Usually, it all evens out. We're usually making just a little too many of some goods and services, a little too few of others, and everything evens out. We produce about the same amount for consumption and investment overall, month to month, year to year. Everybody is always a little bit dissatisfied: coats are a little bit too cheap, hats are a little bit too expensive, so people end up with coats they didn't want as much as the hats they couldn't afford. But again, this dissatisfaction is more-or-less constant, and drives long-term economic growth.

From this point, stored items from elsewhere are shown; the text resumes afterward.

//! # Bit-indexed capacity tracker
//!
//! A [`Bitmap`] tracks a fixed number of equally sized units (frames, virtual
//! pages) with one bit each: bit *i* set means unit *i* is taken. It does not
//! own its storage; the caller hands it a byte buffer at construction, which
//! lets the kernel place bitmaps in memory it carved out before any allocator
//! exists.
//!
//! Bits are numbered LSB-first within each byte.
//!
//! ```
//! use kernel_bitmap::Bitmap;
//!
//! let mut storage = [0xFFu8; 2];
//! let mut map = Bitmap::new(&mut storage, 12);
//! assert_eq!(map.count_set(), 0);
//!
//! let run = map.scan(3).unwrap();
//! map.set_range(run, 3);
//! assert_eq!(map.scan(1), Some(3));
//! ```

#![cfg_attr(not(any(test, doctest)), no_std)]

use core::fmt;

/// A view of `len` bits over a borrowed byte buffer.
pub struct Bitmap<'a> {
    bits: &'a mut [u8],
    len: usize,
}

impl<'a> Bitmap<'a> {
    /// Bytes needed to hold `bits` bits.
    #[inline]
    #[must_use]
    pub const fn bytes_for(bits: usize) -> usize {
        bits.div_ceil(8)
    }

    /// Take `storage`, clear it, and track `len` units in it.
    ///
    /// # Panics
    /// If `storage` is shorter than [`Bitmap::bytes_for(len)`](Bitmap::bytes_for).
    pub fn new(storage: &'a mut [u8], len: usize) -> Self {
        let bytes = Self::bytes_for(len);
        assert!(
            storage.len() >= bytes,
            "bitmap of {len} bits needs {bytes} bytes, got {}",
            storage.len()
        );
        let bits = &mut storage[..bytes];
        bits.fill(0);
        Self { bits, len }
    }

    /// Number of tracked units.
    #[inline]
    #[must_use]
    pub const fn len(&self) -> usize {
        self.len
    }

    #[inline]
    #[must_use]
    pub const fn is_empty(&self) -> bool {
        self.len == 0
    }

    #[inline]
    const fn locate(index: usize) -> (usize, u8) {
        (index / 8, 1 << (index % 8))
    }

    #[inline]
    fn check(&self, index: usize) {
        assert!(index < self.len, "bit {index} outside bitmap of {} bits", self.len);
    }

    /// `true` if unit `index` is taken.
    ///
    /// # Panics
    /// If `index` is out of range.
    #[inline]
    #[must_use]
    pub fn test(&self, index: usize) -> bool {
        self.check(index);
        let (byte, mask) = Self::locate(index);
        self.bits[byte] & mask != 0
    }

    /// Mark unit `index` taken.
    ///
    /// # Panics
    /// If `index` is out of range.
    #[inline]
    pub fn set(&mut self, index: usize) {
        self.check(index);
        let (byte, mask) = Self::locate(index);
        self.bits[byte] |= mask;
    }

    /// Mark unit `index` free.
    ///
    /// # Panics
    /// If `index` is out of range.
    #[inline]
    pub fn clear(&mut self, index: usize) {
        self.check(index);
        let (byte, mask) = Self::locate(index);
        self.bits[byte] &= !mask;
    }

    /// Set `count` bits starting at `start`.
    ///
    /// # Panics
    /// If the run leaves the bitmap.
    pub fn set_range(&mut self, start: usize, count: usize) {
        for i in start..start + count {
            self.set(i);
        }
    }

    /// Clear `count` bits starting at `start`.
    ///
    /// # Panics
    /// If the run leaves the bitmap.
    pub fn clear_range(&mut self, start: usize, count: usize) {
        for i in start..start + count {
            self.clear(i);
        }
    }

    /// Index of the first run of `count` clear bits, first fit.
    ///
    /// Returns `None` for `count == 0` or if no such run exists. Does not
    /// modify the bitmap.
    #[must_use]
    pub fn scan(&self, count: usize) -> Option<usize> {
        if count == 0 || count > self.len {
            return None;
        }

        let mut run_start = 0;
        let mut run_len = 0;
        let mut index = 0;
        while index < self.len {
            // Whole taken bytes cannot start or extend a run.
            if index % 8 == 0 && self.bits[index / 8] == 0xFF {
                run_len = 0;
                index += 8;
                continue;
            }

            if self.test(index) {
                run_len = 0;
            } else {
                if run_len == 0 {
                    run_start = index;
                }
                run_len += 1;
                if run_len == count {
                    return Some(run_start);
                }
            }
            index += 1;
        }
        None
    }

    /// Number of taken units.
    #[must_use]
    pub fn count_set(&self) -> usize {
        let full = self.len / 8;
        let mut n: usize = self.bits[..full]
            .iter()
            .map(|b| b.count_ones() as usize)
            .sum();
        for i in full * 8..self.len {
            n += usize::from(self.test(i));
        }
        n
    }

    /// Number of free units.
    #[must_use]
    pub fn count_clear(&self) -> usize {
        self.len - self.count_set()
    }

    /// Indices of all taken units.
    pub fn iter_set(&self) -> impl Iterator<Item = usize> + '_ {
        (0..self.len).filter(|&i| self.test(i))
    }
}

impl fmt::Debug for Bitmap<'_> {
    fn fmt(&self, f: &mut fmt::Formatter<'_>) -> fmt::Result {
        f.debug_struct("Bitmap")
            .field("len", &self.len)
            .field("set", &self.count_set())
            .finish()
    }
}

But sometimes there are more radical microeconomic shifts, radical enough that they deserve to be called "crises". For example, when the computer was invented, a whole lot of people suddenly really wanted one. It took more than one annual accounting period — about twenty or thirty years, all told — to invest enough to make enough computers (and computer programs) for everyone who wanted one (badly enough) to actually get one. That meant that for a couple of decades, we were consuming measurably less than we wanted and expected to, so we could invest in building computers. It eventually sorted itself out, but it took a long time.

At the real level, microeconomics is concerned with precisely what we should produce. Because the real microeconomy cannot "move on a dime", we have to predict, as best we can, not only what we're short of now, but what we'll be short of — and how short we'll be — in the future.

7 comments:

  1. Larry, saw not many have commented lately.

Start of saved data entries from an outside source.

//! # QEMU Development and Debug Support
//!
//! Logging for a kernel running under QEMU. Output goes byte by byte to the
//! `debugcon` I/O port `0x402`, which QEMU forwards to the host:
//!
//! ```bash
//! qemu-system-i386 -kernel kernel.bin -debugcon stdio
//! ```
//!
//! ## Components
//!
//! * [`QemuLogger`]: a `log::Log` implementation formatting
//!   `[LEVEL] target: message` lines into any [`DebugSink`].
//! * [`Debugcon`]: the port `0x402` sink (a no-op with the `enabled` feature
//!   off or on non-x86 hosts).
//! * [`qemu_trace!`]: unformatted direct output that bypasses `log`.
//!
//! ```rust,no_run
//! use log::{LevelFilter, info};
//!
//! kernel_qemu::init_debugcon(LevelFilter::Debug).expect("logger initialization");
//! info!("memory subsystem up");
//! ```

#![cfg_attr(not(any(test, doctest)), no_std)]
#![allow(unsafe_code)]

mod logger;
mod sink;

pub use logger::{QemuLogger, init_debugcon};
pub use sink::{DebugSink, Debugcon, SinkWriter};

#[doc(hidden)]
pub mod qemu_fmt {
    use crate::{Debugcon, SinkWriter};
    use core::fmt;

    #[doc(hidden)]
    #[inline]
    pub fn qemu_write(args: fmt::Arguments) {
        // Ignore errors; this is best-effort debug output.
        let _ = fmt::write(&mut SinkWriter(&Debugcon), args);
    }
}

#[macro_export]
macro_rules! qemu_trace {
    ($($arg:tt)*) => {{
        // No allocation: `format_args!` builds a lightweight `Arguments`.
        $crate::qemu_fmt::qemu_write(core::format_args!($($arg)*));
    }};
}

    Wanted to let you know we're still out here reading.

    Keep up the good work and hope you and yours are having a nice holiday season.

    ReplyDelete
  2. ". . . we have to predict, as best we can, not only what we're short of now, but what we'll be short of — and how short we'll be — in the future."

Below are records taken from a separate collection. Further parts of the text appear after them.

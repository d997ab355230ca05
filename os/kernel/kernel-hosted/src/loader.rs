use crate::SimulatedRam;
use kernel_info::boot::BootInfo;
use kernel_info::layout::MemoryLayout;
use kernel_info::memory::{
    KERNEL_PDE_FIRST, LOW_MEMORY_END, PAGE_DIRECTORY_PHYS, PAGE_SIZE, SELF_REF_PDE,
};
use kernel_memory_addresses::{PhysicalAddress, PhysicalPage, Size4K};
use kernel_vmem::recursive::install_self_reference;
use kernel_vmem::{L1Index, L2Index, PageDirectory, PageEntryBits, PageTable, PdEntry, PhysMapper, PtEntry};

/// Frame of the bootstrap table serving directory slot `slot` (768..=1022).
///
/// Slots 0 and 768 share the first table behind the directory.
#[must_use]
pub const fn kernel_table_frame(slot: u32) -> PhysicalPage<Size4K> {
    debug_assert!(slot >= KERNEL_PDE_FIRST && slot < SELF_REF_PDE);
    let index = slot - KERNEL_PDE_FIRST;
    PhysicalPage::from_addr(PhysicalAddress::new(
        PAGE_DIRECTORY_PHYS.as_u32() + (1 + index) * PAGE_SIZE,
    ))
}

/// RAM in the state the loader hands over to the kernel:
///
/// * total RAM size stored at `0xB00`,
/// * page directory at `0x10_0000`, its last slot pointing at itself,
/// * the first table (slots 0 and 768) identity-mapping the low 1 MiB,
/// * empty tables for slots 769..=1022 directly behind it,
/// * everything else filled with garbage.
#[must_use]
pub fn boot_image(layout: &MemoryLayout) -> SimulatedRam {
    let ram = SimulatedRam::new(layout.total_memory);
    ram.write_u32(BootInfo::LOCATION, layout.total_memory);

    let flags = PageEntryBits::new_user_rw();
    let root = PhysicalPage::from_addr(PAGE_DIRECTORY_PHYS);
    let dir = unsafe { ram.phys_to_mut::<PageDirectory>(root.base()) };
    dir.zero();

    for slot in KERNEL_PDE_FIRST..SELF_REF_PDE {
        let frame = kernel_table_frame(slot);
        unsafe { ram.phys_to_mut::<PageTable>(frame.base()) }.zero();
        dir.set(L2Index::new(slot as u16), PdEntry::make_next(frame, flags));
    }

    let low = kernel_table_frame(KERNEL_PDE_FIRST);
    dir.set(L2Index::new(0), PdEntry::make_next(low, flags));
    let table = unsafe { ram.phys_to_mut::<PageTable>(low.base()) };
    for i in 0..LOW_MEMORY_END / PAGE_SIZE {
        let frame = PhysicalPage::from_addr(PhysicalAddress::new(i * PAGE_SIZE));
        table.set(L1Index::new(i as u16), PtEntry::make_4k(frame, flags));
    }

    install_self_reference(dir, root);
    ram
}

#[cfg(test)]
mod tests {
    use super::*;
    use kernel_memory_addresses::VirtualAddress;
    use kernel_vmem::AddressSpace;
    use kernel_vmem::recursive::pde_address;

    #[test]
    fn loader_state() {
        let layout = MemoryLayout::with_pool_frames(4, 4).unwrap();
        let ram = boot_image(&layout);
        assert_eq!(ram.read_u32(PhysicalAddress::new(0xB00)), layout.total_memory);

        let aspace = AddressSpace::from_root(&ram, PhysicalPage::from_addr(PAGE_DIRECTORY_PHYS));
        // kernel image alias: 0xC000_0000 + x and x both reach physical x
        assert_eq!(
            aspace.translate(VirtualAddress::new(0xC000_0B00)),
            Some(PhysicalAddress::new(0xB00))
        );
        assert_eq!(
            aspace.translate(VirtualAddress::new(0x0009_A000)),
            Some(PhysicalAddress::new(0x0009_A000))
        );
        // heap window is unmapped but its table exists
        assert_eq!(aspace.translate(VirtualAddress::new(0xC010_0000)), None);
        assert!(aspace.table_entry(VirtualAddress::new(0xFF80_0000)).is_some());
        assert_eq!(kernel_table_frame(1022).base().as_u32(), 0x001F_F000);
        // the directory is visible through its own slot
        assert_eq!(
            aspace.translate(pde_address(VirtualAddress::new(0xC010_0000))),
            Some(PhysicalAddress::new(0x0010_0000 + 768 * 4))
        );
    }
}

    In the end it all comes down to oil; the short answer to how short we'll be is "very."

    ReplyDelete
  3. Bah. The old oil bugaboo. Pure bullshit. There's a ton of free energy falling on the Earth (well, half of it) every day. All we need is manpower to harness it, and lo! we have 14 million people un- or under-employed. Think real, Phil, not nominal.

    ReplyDelete
  4. What you seem not to have considered, Larry, is that our entire economy is based on the consumption of fossil fuels; indeed, the transportation industry (upon which all other industries depend) cannot at present function without them. To capture enough solar energy to equal the amount of energy currently derived from fossil fuels will require completely different infrastructure and a new electrical grid; making those changes will demand huge inputs of fossil fuels, primarily oil. There's also a time factor involved; legislating, planning, engineering and design, innovating, fabricating, assembly and construction--all of these take time--and will probably take several decades to fully implement. In the meantime, we rely on fossil fuels to deliver the bulk of our energy needs. So, yeah, in the end it still comes down to oil.

    ReplyDelete
  5. It will indeed take several decades to implement alternative energy sources. In the meantime, yes, we will have to rely on oil. But in the end, after decades of rebuilding our infrastructure, we will no longer need oil.

    Oil is going to become progressively more expensive, both in real terms (it will require more abstract labor time to extract and refine each barrel of oil) as well as nominal terms (those "owning" oil will attempt to extract more surplus labor from the rest of the economy), but it is precisely these price pressures that will provide an incentive to develop alternatives.

    It is certainly the case that dependence on oil and avoidance of alternatives could become a political priority. We could choose to allocate more and more surplus labor to the owners of oil, and we could hardly expect the owners of oil to invest aggressively in alternatives. But that is a political problem, not an economic problem, and certainly not a real economic problem.

    ReplyDelete
  6. (And, of course, I mean "real" in this context in contrast to "nominal", not in contrast to "imaginary".)